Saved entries
Segment Open

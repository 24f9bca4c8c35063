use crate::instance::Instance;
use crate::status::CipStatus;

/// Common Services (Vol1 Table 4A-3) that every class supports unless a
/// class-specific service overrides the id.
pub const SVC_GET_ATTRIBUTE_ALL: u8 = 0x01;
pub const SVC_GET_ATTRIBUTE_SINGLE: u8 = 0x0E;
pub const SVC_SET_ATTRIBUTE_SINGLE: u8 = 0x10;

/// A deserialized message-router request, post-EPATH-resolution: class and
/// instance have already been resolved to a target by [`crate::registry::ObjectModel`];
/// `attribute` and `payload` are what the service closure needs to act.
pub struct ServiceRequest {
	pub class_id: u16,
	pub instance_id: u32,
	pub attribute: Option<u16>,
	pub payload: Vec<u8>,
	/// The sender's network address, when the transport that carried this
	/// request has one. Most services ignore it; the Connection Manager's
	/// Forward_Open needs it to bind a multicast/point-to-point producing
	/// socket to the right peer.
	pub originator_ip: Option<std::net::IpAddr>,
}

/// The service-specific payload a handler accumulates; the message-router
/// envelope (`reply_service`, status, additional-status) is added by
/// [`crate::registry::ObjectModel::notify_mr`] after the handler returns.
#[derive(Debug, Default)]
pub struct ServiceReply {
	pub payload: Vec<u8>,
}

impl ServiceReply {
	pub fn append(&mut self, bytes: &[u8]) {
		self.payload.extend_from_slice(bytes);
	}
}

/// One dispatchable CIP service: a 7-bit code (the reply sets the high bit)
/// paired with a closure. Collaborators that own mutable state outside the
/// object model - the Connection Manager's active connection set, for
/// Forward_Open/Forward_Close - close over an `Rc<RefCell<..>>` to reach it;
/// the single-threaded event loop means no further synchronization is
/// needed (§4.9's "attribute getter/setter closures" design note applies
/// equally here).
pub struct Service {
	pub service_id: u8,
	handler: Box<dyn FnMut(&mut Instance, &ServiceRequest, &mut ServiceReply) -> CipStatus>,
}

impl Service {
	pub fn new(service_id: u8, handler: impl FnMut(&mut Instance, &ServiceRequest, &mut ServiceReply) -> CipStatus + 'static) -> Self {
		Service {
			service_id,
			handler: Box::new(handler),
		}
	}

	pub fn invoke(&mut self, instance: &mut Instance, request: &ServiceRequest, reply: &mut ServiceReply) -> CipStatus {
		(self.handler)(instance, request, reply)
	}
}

Segment Closed
Segment Open

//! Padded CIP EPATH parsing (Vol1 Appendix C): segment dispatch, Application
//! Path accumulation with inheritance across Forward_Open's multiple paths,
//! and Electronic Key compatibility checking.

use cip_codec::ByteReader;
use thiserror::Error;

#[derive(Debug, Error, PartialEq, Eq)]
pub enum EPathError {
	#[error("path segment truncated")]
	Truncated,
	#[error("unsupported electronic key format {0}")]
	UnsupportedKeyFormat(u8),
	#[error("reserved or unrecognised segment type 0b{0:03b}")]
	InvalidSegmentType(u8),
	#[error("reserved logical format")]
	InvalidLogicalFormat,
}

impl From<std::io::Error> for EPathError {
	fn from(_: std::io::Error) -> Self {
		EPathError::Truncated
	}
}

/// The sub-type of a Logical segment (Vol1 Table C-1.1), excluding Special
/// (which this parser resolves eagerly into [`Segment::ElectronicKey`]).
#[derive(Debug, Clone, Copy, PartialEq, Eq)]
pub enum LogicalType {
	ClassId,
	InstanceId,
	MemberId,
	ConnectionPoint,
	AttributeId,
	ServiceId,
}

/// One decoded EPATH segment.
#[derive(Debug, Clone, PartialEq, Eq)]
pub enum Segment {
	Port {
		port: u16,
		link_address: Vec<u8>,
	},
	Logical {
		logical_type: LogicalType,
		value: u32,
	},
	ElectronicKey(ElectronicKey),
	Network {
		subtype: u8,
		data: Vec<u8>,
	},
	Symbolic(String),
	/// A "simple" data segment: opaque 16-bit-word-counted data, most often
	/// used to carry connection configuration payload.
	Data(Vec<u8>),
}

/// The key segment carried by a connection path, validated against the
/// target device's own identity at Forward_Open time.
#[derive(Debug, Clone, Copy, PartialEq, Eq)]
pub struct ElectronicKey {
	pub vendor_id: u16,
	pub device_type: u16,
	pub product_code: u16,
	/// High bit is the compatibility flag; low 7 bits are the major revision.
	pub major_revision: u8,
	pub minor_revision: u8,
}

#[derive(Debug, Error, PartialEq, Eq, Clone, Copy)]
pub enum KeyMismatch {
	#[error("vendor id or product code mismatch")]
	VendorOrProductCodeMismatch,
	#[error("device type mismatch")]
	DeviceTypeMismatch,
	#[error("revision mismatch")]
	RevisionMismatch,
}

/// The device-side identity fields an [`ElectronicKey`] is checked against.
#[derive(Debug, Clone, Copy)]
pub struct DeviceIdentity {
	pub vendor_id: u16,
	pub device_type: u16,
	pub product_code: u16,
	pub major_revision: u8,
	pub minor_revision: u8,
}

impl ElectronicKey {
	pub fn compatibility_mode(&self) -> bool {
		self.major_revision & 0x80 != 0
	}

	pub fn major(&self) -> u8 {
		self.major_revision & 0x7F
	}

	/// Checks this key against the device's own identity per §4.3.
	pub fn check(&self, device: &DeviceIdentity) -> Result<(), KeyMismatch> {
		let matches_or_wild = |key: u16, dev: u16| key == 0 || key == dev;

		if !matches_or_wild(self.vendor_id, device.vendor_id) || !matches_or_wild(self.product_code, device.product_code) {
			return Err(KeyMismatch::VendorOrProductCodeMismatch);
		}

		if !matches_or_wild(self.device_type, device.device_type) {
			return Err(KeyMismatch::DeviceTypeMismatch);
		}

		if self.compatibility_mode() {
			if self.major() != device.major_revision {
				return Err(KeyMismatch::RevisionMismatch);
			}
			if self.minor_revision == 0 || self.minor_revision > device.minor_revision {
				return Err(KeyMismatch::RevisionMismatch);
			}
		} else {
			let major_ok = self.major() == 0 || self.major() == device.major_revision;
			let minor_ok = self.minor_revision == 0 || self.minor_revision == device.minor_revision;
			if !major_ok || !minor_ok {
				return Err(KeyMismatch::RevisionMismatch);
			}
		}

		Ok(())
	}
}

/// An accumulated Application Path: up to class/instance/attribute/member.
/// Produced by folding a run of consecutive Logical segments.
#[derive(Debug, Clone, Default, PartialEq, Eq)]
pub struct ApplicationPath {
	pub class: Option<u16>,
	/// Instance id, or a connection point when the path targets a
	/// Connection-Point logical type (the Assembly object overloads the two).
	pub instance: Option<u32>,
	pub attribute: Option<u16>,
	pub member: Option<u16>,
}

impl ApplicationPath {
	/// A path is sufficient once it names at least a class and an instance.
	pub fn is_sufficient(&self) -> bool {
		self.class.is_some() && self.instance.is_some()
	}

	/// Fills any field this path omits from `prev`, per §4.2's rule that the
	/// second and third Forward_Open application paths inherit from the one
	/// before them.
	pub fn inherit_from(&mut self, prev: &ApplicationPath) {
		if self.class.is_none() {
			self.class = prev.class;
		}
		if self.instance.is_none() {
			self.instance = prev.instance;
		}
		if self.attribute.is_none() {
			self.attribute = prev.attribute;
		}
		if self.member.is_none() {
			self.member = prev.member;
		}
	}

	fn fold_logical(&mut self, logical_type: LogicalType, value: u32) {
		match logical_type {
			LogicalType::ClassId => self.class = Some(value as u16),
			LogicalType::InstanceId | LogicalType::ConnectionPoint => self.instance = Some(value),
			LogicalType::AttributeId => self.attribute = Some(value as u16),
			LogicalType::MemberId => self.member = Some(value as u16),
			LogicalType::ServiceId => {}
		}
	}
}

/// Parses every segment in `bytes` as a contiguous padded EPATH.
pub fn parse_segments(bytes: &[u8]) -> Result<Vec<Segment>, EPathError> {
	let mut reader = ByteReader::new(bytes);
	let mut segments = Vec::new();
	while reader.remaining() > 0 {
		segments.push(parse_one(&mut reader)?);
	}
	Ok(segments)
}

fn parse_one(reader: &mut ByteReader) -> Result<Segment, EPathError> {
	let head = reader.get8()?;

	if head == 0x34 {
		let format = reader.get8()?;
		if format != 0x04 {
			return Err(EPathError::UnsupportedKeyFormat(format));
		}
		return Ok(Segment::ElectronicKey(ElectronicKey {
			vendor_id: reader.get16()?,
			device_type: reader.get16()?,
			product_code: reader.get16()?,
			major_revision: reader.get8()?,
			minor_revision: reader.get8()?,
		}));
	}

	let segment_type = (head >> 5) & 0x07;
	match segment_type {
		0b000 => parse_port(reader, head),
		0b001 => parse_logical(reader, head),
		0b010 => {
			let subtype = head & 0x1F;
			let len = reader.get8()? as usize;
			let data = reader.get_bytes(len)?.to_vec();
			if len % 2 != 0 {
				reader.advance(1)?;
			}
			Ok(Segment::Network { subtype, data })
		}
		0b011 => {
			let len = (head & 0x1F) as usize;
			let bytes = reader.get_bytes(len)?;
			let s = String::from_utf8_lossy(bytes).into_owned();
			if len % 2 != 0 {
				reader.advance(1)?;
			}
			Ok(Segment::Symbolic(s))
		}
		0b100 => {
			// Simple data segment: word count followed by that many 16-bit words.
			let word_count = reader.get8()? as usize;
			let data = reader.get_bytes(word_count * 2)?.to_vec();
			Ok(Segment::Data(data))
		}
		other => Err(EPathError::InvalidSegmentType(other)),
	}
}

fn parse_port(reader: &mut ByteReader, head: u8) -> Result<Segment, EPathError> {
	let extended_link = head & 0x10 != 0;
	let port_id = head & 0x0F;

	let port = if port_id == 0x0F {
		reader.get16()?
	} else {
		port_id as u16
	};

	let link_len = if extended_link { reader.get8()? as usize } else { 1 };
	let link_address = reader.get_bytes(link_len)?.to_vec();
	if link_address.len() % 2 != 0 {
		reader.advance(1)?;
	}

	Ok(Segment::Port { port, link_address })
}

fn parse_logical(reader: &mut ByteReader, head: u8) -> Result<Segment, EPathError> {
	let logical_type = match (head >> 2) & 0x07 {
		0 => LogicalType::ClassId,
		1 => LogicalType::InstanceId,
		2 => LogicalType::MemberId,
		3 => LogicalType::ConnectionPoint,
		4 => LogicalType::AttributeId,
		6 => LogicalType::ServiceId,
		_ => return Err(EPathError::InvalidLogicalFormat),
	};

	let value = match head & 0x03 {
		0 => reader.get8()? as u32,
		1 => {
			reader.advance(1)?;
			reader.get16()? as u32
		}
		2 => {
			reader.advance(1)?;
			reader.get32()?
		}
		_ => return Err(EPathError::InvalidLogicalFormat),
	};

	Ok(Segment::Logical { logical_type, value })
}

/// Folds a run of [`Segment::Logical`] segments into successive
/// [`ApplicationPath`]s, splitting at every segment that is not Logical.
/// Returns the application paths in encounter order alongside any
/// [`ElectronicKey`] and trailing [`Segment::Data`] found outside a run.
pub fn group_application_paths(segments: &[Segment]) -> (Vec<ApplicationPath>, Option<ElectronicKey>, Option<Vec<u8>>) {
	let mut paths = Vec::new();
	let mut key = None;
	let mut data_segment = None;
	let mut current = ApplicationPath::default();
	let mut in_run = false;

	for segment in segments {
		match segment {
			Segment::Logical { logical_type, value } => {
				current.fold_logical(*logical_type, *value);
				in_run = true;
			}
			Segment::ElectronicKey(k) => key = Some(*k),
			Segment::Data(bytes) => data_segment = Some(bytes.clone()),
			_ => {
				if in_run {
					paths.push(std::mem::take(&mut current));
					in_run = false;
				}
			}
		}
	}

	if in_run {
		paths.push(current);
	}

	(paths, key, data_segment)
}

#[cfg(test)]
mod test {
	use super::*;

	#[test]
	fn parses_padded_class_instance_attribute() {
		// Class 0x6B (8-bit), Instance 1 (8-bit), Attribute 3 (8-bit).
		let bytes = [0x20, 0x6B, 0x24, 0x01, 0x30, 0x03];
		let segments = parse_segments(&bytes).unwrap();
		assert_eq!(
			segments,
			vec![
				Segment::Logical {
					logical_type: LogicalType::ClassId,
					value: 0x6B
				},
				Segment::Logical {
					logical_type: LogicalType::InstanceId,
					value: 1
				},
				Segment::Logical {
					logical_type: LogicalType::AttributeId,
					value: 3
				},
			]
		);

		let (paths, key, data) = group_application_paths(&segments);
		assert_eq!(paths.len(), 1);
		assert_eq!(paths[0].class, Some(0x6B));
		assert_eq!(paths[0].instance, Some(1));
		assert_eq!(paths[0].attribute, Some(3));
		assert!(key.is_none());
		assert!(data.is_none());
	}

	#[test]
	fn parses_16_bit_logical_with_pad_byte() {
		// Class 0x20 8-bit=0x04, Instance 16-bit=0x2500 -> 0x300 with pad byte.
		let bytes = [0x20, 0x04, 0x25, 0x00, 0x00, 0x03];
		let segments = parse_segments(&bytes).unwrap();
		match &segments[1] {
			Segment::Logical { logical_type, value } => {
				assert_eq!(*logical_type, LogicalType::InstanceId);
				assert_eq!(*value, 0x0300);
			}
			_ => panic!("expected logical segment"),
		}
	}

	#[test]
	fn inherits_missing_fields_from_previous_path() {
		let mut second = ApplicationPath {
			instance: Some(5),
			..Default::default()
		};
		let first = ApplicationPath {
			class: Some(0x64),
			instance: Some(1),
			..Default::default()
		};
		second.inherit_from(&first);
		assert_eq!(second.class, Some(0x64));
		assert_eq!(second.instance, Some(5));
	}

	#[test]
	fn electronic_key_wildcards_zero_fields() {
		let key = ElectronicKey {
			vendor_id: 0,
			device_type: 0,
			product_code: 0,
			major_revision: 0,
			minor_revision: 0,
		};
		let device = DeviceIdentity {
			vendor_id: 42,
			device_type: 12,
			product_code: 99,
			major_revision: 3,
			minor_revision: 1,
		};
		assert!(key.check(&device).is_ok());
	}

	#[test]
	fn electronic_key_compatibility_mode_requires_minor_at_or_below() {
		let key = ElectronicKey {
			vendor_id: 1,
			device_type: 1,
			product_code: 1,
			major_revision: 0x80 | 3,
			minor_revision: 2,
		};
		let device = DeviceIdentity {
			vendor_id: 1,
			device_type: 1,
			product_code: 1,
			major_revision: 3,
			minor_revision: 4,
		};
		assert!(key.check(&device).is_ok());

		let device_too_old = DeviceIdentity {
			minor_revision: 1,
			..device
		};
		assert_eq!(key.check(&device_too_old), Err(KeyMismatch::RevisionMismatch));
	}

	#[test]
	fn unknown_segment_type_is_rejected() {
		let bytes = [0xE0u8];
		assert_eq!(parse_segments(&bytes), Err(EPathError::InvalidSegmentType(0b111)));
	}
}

Segment Closed

*THE PROBLEM:* Count the lines above with the string "const"; report only that figure.

*RESULT OF THIS EXERCISE:* 3